Sì, certamente possiamo implementare le strategie di prevenzione primaria delle patologie che sono rivolte a correggere i molteplici fattori di rischio attraverso quelli che chiamiamo i corretti stili di vita che si fondano su una dieta equilibrata senza alcool né tabacco, le protezioni solari, le vaccinazioni e l’attività fisica. Si parla ora molto di promozione dell’ “invecchiamento attivo”, cioè dell’ importanza di mantenere la motilità, l’autonomia e la socialità perché non va dimenticato che “per l’anziano un alto grado di indipendenza ha il valore della vita stessa”. La prevenzione secondaria si basa invece sulle diagnosi precoci delle malattie, attraverso gli screening sulle diverse patologie e gli esami diagnostici. In ultimo la prevenzione terziaria, cioè la prevenzione dell’aggravamento delle patologie già diagnosticate attraverso le visite di controllo ed i trattamenti adeguati cui ci sottoponiamo.
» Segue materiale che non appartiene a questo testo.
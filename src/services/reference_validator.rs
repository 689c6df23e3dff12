use std::sync::Arc;

use serde_json::json;
use tracing::{debug, error};

use crate::error::AppError;
use crate::genai::GenerativeModel;
use crate::messages;
use crate::models::ValidationResult;

/// Judges whether a bibliographic reference follows APA 7.
///
/// `validate` never fails: blank input and every model failure come back as a
/// negative verdict with Spanish feedback. One model call per invocation, no
/// retries.
#[derive(Clone)]
pub struct ReferenceValidator {
    model: Option<Arc<dyn GenerativeModel>>,
}

impl ReferenceValidator {
    pub fn new(model: Option<Arc<dyn GenerativeModel>>) -> Self {
        Self { model }
    }

    pub async fn validate(&self, reference_text: &str) -> ValidationResult {
        if reference_text.trim().is_empty() {
            return ValidationResult::rejected(messages::EMPTY_REFERENCE);
        }

        match self.ask_model(reference_text).await {
            Ok(result) => result,
            Err(e) => {
                error!("Error validating APA reference: {}", e);
                ValidationResult::rejected(messages::VALIDATION_FAILED)
            }
        }
    }

    async fn ask_model(&self, reference_text: &str) -> Result<ValidationResult, AppError> {
        let model = self.model.as_ref().ok_or_else(|| {
            AppError::NotConfigured("generative model API key is not set".to_string())
        })?;

        let raw = model
            .generate_json(&build_prompt(reference_text), &response_schema())
            .await?;
        debug!("model verdict: {}", raw);

        serde_json::from_str::<ValidationResult>(&raw)
            .map_err(|e| AppError::Upstream(format!("model output does not match schema: {}", e)))
    }
}

pub fn build_prompt(reference_text: &str) -> String {
    format!(
        "Eres un experto en el estilo de citación APA (7.ª edición). Se te proporcionará una \
referencia y tu trabajo es determinar si es válida y devolver comentarios sobre ella, incluyendo \
errores y sugerencias para corregirla. Responde siempre en español, sin importar el idioma de la \
referencia.\n\nReferencia a validar:\n\n{}",
        reference_text
    )
}

/// Shape the model's answer must take: `{ isValid, feedback }`, both required.
pub fn response_schema() -> serde_json::Value {
    json!({
        "type": "OBJECT",
        "properties": {
            "isValid": {
                "type": "BOOLEAN",
                "description": "Indica si la referencia APA es válida o no."
            },
            "feedback": {
                "type": "STRING",
                "description": "Comentarios sobre la referencia APA, incluyendo errores y sugerencias de corrección. Debe estar en español."
            }
        },
        "required": ["isValid", "feedback"]
    })
}
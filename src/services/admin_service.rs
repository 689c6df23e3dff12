use std::sync::Arc;

use tracing::info;

use crate::error::AppError;
use crate::messages;
use crate::models::{Syllabus, UserRecord};
use crate::services::SyllabusService;
use crate::session::Session;
use crate::store::UserDirectory;

/// Read-mostly operations across every owner, open to admins only.
/// Unlike the per-user listing, a refusal from the store is reported.
#[derive(Clone)]
pub struct AdminService {
    syllabi: SyllabusService,
    directory: Option<Arc<dyn UserDirectory>>,
}

impl AdminService {
    pub fn new(syllabi: SyllabusService, directory: Option<Arc<dyn UserDirectory>>) -> Self {
        Self { syllabi, directory }
    }

    fn directory(&self) -> Result<&Arc<dyn UserDirectory>, AppError> {
        self.directory
            .as_ref()
            .ok_or_else(|| AppError::NotConfigured(messages::ADMIN_NOT_CONFIGURED.to_string()))
    }

    pub async fn list_all_syllabi(&self, session: &Session) -> Result<Vec<Syllabus>, AppError> {
        session.require_admin()?;
        self.directory()?;
        let syllabi = self.syllabi.list_all().await?;
        info!("admin {} listed {} syllabi", session.uid, syllabi.len());
        Ok(syllabi)
    }

    pub async fn list_users(&self, session: &Session) -> Result<Vec<UserRecord>, AppError> {
        session.require_admin()?;
        self.directory()?.list_users().await
    }

    pub async fn reassign_owner(
        &self,
        session: &Session,
        id: &str,
        new_owner_id: &str,
    ) -> Result<Syllabus, AppError> {
        session.require_admin()?;
        self.syllabi.reassign_owner(id, new_owner_id).await
    }
}
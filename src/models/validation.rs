use serde::{Deserialize, Serialize};

#[derive(Debug, Clone, Serialize, Deserialize)]
#[serde(rename_all = "camelCase")]
pub struct ValidateReferenceRequest {
    pub reference_text: String,
}

/// Verdict on one bibliographic reference. `feedback` is always Spanish.
#[derive(Debug, Clone, PartialEq, Eq, Serialize, Deserialize)]
#[serde(rename_all = "camelCase")]
pub struct ValidationResult {
    pub is_valid: bool,
    pub feedback: String,
}

impl ValidationResult {
    pub fn rejected(feedback: impl Into<String>) -> Self {
        Self {
            is_valid: false,
            feedback: feedback.into(),
        }
    }
}
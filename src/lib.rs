pub mod api;
pub mod config;
pub mod db;
pub mod editing;
pub mod error;
pub mod genai;
pub mod messages;
pub mod models;
pub mod services;
pub mod session;
pub mod state;
pub mod store;
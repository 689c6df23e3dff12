pub mod evaluation;
pub mod learning_unit;
pub mod syllabus;
pub mod user;
pub mod validation;

pub use evaluation::EvaluationCriterion;
pub use learning_unit::{LearningUnit, Methodology, Week};
pub use syllabus::{ExportReadiness, Syllabus};
pub use user::UserRecord;
pub use validation::{ValidateReferenceRequest, ValidationResult};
Sappiamo però che nell’invecchiamento delle persone vi sono anche dei lati positivi.
Certamente da sempre l’anziano è ricco di esperienza e di saggezza e, se in buone condizioni di salute, è pronto ad offrire un aiuto concreto ai figli e ai nipoti. Ma il loro supporto attualmente non è solo di questo tipo. Consideriamo che gli ultimi dati CENSIS ci dicono che attualmente il 43,2% offre un supporto economico ai figli e ai nipoti ed il 61,8% ha contribuito a spese importanti dei figli. Tutto questo induce a riflessioni di più ampio spettro.
Gli anziani abbisognano solo di cure mediche adeguate ?
No, perchè il quadro clinico viene sempre complicato dalle problematiche di tipo sociale ed economico; per questo risulta indispensabile la valutazione, oltre che delle condizioni cliniche del paziente, anche di quelle familiari, socio-economiche ed ambientali ed in moltissimi casi il supporto sociale diventa indispensabile per intervenire sullo stato di vulnerabilità dell’individuo con interventi mirati ai reali bisogni e con costanti monitoraggi nel tempo. Mi riferisco in particolare ai supporti sociali prescrivibili dall’ASL ed agli ausili, ma in particolare anche ai sussidi economici e agli interventi al domicilio; ma le risposte socio-sanitarie devono poter essere adeguate e tempestive perché, come usiamo dire, mai come nell’anziano il tempo è tiranno. Una raccolta dati recenti del Censis (2025) ci dice che «il 78% della popolazione teme, in caso di non autosufficienza, di non poter contare su servizi adeguati ».
Come si raffronta oggi la nostra società con gli anziani ?
Gli anziani vivono spesso soli, perchè vedovi, senza figli o con i figli che lavorano e che sono lontani. Non esiste più il vecchio modello di famiglia patriarcale che convive con l’anziano e se ne prende cura. Ma gli anziani, se non adeguatamente assistiti, rischiano di non seguire le cure farmacologiche prescritte e una dieta adeguata e vivono in uno stato di emarginazione che li priva delle relazioni umane, con conseguente deflessione del tono dell’umore, veri e propri stati di depressione, rapida caduta della motivazione e dell’autostima e conseguente progressiva regressione psico-fisica. Attualmente si parla di « ageismo » cioè di svalorizzazione e discriminazione dell’anziano, a parte i casi eclatanti di veri e propri maltrattamenti. L’anziano è di per sé un individuo fragile e debole, come lo sono peraltro tutti i pazienti di ogni età affetti da invalidità. In ogni caso il coinvolgimento familiare è fondamentale, perché, ogni qual volta la famiglia è presente e collaborante, lo stato di salute e le prestazioni funzionali del paziente sono migliori; consideriamo però che il supporto sociale risulta comunque sempre indispensabile, perché oggi le famiglie si trovano a farsi carico di pazienti con complessità cliniche e disabilità che non sono in grado di affrontare da soli e quegli stessi pazienti, fino a pochi anni fa, rimanevano molto a lungo ricoverati in ospedale.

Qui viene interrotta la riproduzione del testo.